━━ Input data

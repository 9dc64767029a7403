//! Edit-mode state machine
//!
//! Turns per-frame pointer samples into pending mesh transforms, topology
//! edits and camera motion. Primary-button drags preview an edit and the
//! release commits it; the secondary button orbits the camera.

use glam::{Mat4, Vec2, Vec3};
use serde::{Deserialize, Serialize};

use crate::state::mesh::{ExtrudeTarget, QuadMesh};
use crate::state::settings::{InteractionSettings, RotationPivot};
use crate::viewport::camera::{OrbitCamera, Viewport};
use crate::viewport::picking::closest_point_on_line;

/// What a primary-button drag does
#[derive(Debug, Clone, Copy, PartialEq, Eq, Default, Serialize, Deserialize)]
#[serde(rename_all = "snake_case")]
pub enum EditMode {
    #[default]
    Rotation,
    Translation,
    Subdivide,
    Extrude,
}

impl EditMode {
    pub fn display_name(&self) -> &'static str {
        match self {
            EditMode::Rotation => "Rotate",
            EditMode::Translation => "Translate",
            EditMode::Subdivide => "Subdivide",
            EditMode::Extrude => "Extrude",
        }
    }

    /// Number key selecting the mode
    pub fn shortcut(&self) -> &'static str {
        match self {
            EditMode::Rotation => "1",
            EditMode::Translation => "2",
            EditMode::Subdivide => "3",
            EditMode::Extrude => "4",
        }
    }

    pub fn hint(&self) -> &'static str {
        match self {
            EditMode::Rotation => "Drag to rotate the object",
            EditMode::Translation => "Drag a face to move the object",
            EditMode::Subdivide => "Click a face to split it in four",
            EditMode::Extrude => "Drag a face to extrude it",
        }
    }

    pub fn all() -> &'static [EditMode] {
        &[
            EditMode::Rotation,
            EditMode::Translation,
            EditMode::Subdivide,
            EditMode::Extrude,
        ]
    }
}

/// Pointer state sampled once per frame.
///
/// Positions are viewport pixels with the origin at the bottom-left corner.
#[derive(Debug, Clone, Copy, Default, PartialEq)]
pub struct PointerSample {
    /// Cursor position, None when the cursor is outside the viewport
    pub position: Option<Vec2>,
    pub primary_down: bool,
    pub secondary_down: bool,
    /// Scroll wheel steps since the previous sample (positive zooms in)
    pub scroll_steps: f32,
}

impl PointerSample {
    /// Hovering at `position` with no buttons held
    pub fn at(position: Vec2) -> Self {
        Self {
            position: Some(position),
            ..Default::default()
        }
    }
}

#[derive(Debug, Clone, Copy, Default)]
struct ButtonTrack {
    down: bool,
    /// Position at press
    start: Vec2,
    /// Last position a move was processed at
    last: Vec2,
}

impl ButtonTrack {
    fn press(position: Vec2) -> Self {
        Self {
            down: true,
            start: position,
            last: position,
        }
    }
}

/// What the current primary drag acts on, captured at press
#[derive(Debug, Clone, Copy)]
enum DragAnchor {
    Rotation { pivot: Vec3 },
    /// Camera-space z of the picked point
    Translation { camera_z: f32 },
    Extrude(ExtrudeTarget),
}

/// What a single `process` call did
#[derive(Debug, Clone, Copy, Default, PartialEq)]
pub struct TickReport {
    pub clicked: bool,
    pub dragged: bool,
    pub committed: bool,
    pub orbited: bool,
    pub zoomed: bool,
    /// Face subdivided or extruded by this tick's click
    pub edited_face: Option<usize>,
}

/// Interaction state carried between frames
#[derive(Debug, Default)]
pub struct InteractionState {
    mode: EditMode,
    primary: ButtonTrack,
    secondary: ButtonTrack,
    anchor: Option<DragAnchor>,
}

impl InteractionState {
    pub fn mode(&self) -> EditMode {
        self.mode
    }

    /// Switch edit mode. Ignored while a primary drag is in progress.
    /// Returns whether the mode is now `mode`.
    pub fn set_mode(&mut self, mode: EditMode) -> bool {
        if self.primary.down {
            return self.mode == mode;
        }
        if self.mode != mode {
            tracing::info!("Edit mode: {}", mode.display_name());
            self.mode = mode;
        }
        true
    }

    /// Whether the primary button is held
    pub fn is_dragging(&self) -> bool {
        self.primary.down
    }

    /// Forget button state and drag anchors, keeping the mode
    pub fn reset(&mut self) {
        self.primary = ButtonTrack::default();
        self.secondary = ButtonTrack::default();
        self.anchor = None;
    }

    /// Handle one control-loop tick
    pub fn process(
        &mut self,
        sample: &PointerSample,
        mesh: &mut QuadMesh,
        camera: &mut OrbitCamera,
        viewport: &Viewport,
        settings: &InteractionSettings,
    ) -> TickReport {
        let mut report = TickReport::default();

        match (self.primary.down, sample.primary_down, sample.position) {
            (false, true, Some(pos)) => {
                self.primary_press(pos, mesh, camera, viewport, settings, &mut report);
            }
            (true, true, Some(pos)) => {
                if self.exceeds_dead_zone(self.primary.last, pos, settings) {
                    self.primary.last = pos;
                    self.primary_move(pos, mesh, camera, viewport, settings);
                    report.dragged = true;
                }
            }
            (true, false, _) => {
                self.primary = ButtonTrack::default();
                self.anchor = None;
                report.committed = mesh.commit_transform();
                if report.committed {
                    tracing::info!("Committed {} edit", self.mode.display_name().to_lowercase());
                }
            }
            _ => {}
        }

        match (self.secondary.down, sample.secondary_down, sample.position) {
            (false, true, Some(pos)) => self.secondary = ButtonTrack::press(pos),
            (true, true, Some(pos)) => {
                if self.exceeds_dead_zone(self.secondary.last, pos, settings) {
                    let last = self.secondary.last;
                    self.secondary.last = pos;
                    if let Some(orbit) = screen_rotation(
                        camera,
                        viewport,
                        last,
                        pos,
                        settings.orbit_speed,
                        Vec3::ZERO,
                    ) {
                        camera.apply_transform(orbit);
                        report.orbited = true;
                    }
                }
            }
            (true, false, _) => self.secondary = ButtonTrack::default(),
            _ => {}
        }

        if sample.scroll_steps != 0.0 {
            camera.zoom(settings.zoom_step.powf(sample.scroll_steps));
            report.zoomed = true;
        }

        report
    }

    fn exceeds_dead_zone(&self, last: Vec2, pos: Vec2, settings: &InteractionSettings) -> bool {
        let d = (pos - last).abs();
        d.x > settings.dead_zone || d.y > settings.dead_zone
    }

    fn primary_press(
        &mut self,
        pos: Vec2,
        mesh: &mut QuadMesh,
        camera: &OrbitCamera,
        viewport: &Viewport,
        settings: &InteractionSettings,
        report: &mut TickReport,
    ) {
        self.primary = ButtonTrack::press(pos);
        report.clicked = true;
        let ray = camera.screen_ray(pos, viewport);

        self.anchor = match self.mode {
            EditMode::Rotation => {
                let pivot = match settings.rotation_pivot {
                    RotationPivot::Origin => Vec3::ZERO,
                    RotationPivot::BoundsCenter => mesh.world_bounds().center(),
                };
                Some(DragAnchor::Rotation { pivot })
            }
            EditMode::Translation => mesh.intersect(&ray).map(|hit| DragAnchor::Translation {
                camera_z: camera.world_to_camera(hit.point).z,
            }),
            EditMode::Subdivide => {
                report.edited_face = mesh.subdivide_face(&ray);
                None
            }
            EditMode::Extrude => mesh.gen_extrude_face(&ray).map(|target| {
                report.edited_face = Some(target.face);
                DragAnchor::Extrude(target)
            }),
        };

        if let Some(face) = report.edited_face {
            tracing::debug!("{} hit face {face}", self.mode.display_name());
        }
    }

    fn primary_move(
        &self,
        pos: Vec2,
        mesh: &mut QuadMesh,
        camera: &OrbitCamera,
        viewport: &Viewport,
        settings: &InteractionSettings,
    ) {
        let start = self.primary.start;
        match self.anchor {
            Some(DragAnchor::Rotation { pivot }) => {
                // Back at the start pixel the preview returns to identity
                let rotation =
                    screen_rotation(camera, viewport, start, pos, settings.rotation_speed, pivot)
                        .unwrap_or(Mat4::IDENTITY);
                mesh.apply_transform(rotation);
            }
            Some(DragAnchor::Translation { camera_z }) => {
                let from = camera.screen_to_world(start, viewport, camera_z);
                let to = camera.screen_to_world(pos, viewport, camera_z);
                mesh.apply_transform(Mat4::from_translation(to - from));
            }
            Some(DragAnchor::Extrude(target)) => {
                let ray = camera.screen_ray(pos, viewport);
                if let Some(p) = closest_point_on_line(target.point, target.normal, &ray) {
                    mesh.apply_face_transform(
                        Some(target.face),
                        Mat4::from_translation(p - target.point),
                    );
                }
            }
            None => {}
        }
    }
}

/// Rotation following a screen drag from `from` to `to`.
///
/// The axis lies in the view plane perpendicular to the drag direction and the
/// angle is `speed` radians per pixel. None for a zero-length drag.
fn screen_rotation(
    camera: &OrbitCamera,
    viewport: &Viewport,
    from: Vec2,
    to: Vec2,
    speed: f32,
    pivot: Vec3,
) -> Option<Mat4> {
    let v = to - from;
    let a = Vec2::new(-v.y, v.x);
    let w0 = camera.screen_to_world_at_depth(from, viewport, 1.0);
    let w1 = camera.screen_to_world_at_depth(from + a, viewport, 1.0);
    let axis = (w1 - w0).try_normalize()?;
    let rotation = Mat4::from_axis_angle(axis, speed * a.length());
    Some(Mat4::from_translation(pivot) * rotation * Mat4::from_translation(-pivot))
}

━━━━

• What is required
Only the lines from the start of the listing through the line with "orbits the camera." should be repeated, each exactly as it stands.

• Response
repository 9dc64767029a7403
//! Edit-mode state machine
//!
//! Turns per-frame pointer samples into pending mesh transforms, topology
//! edits and camera motion. Primary-button drags preview an edit and the
//! release commits it; the secondary button orbits the camera.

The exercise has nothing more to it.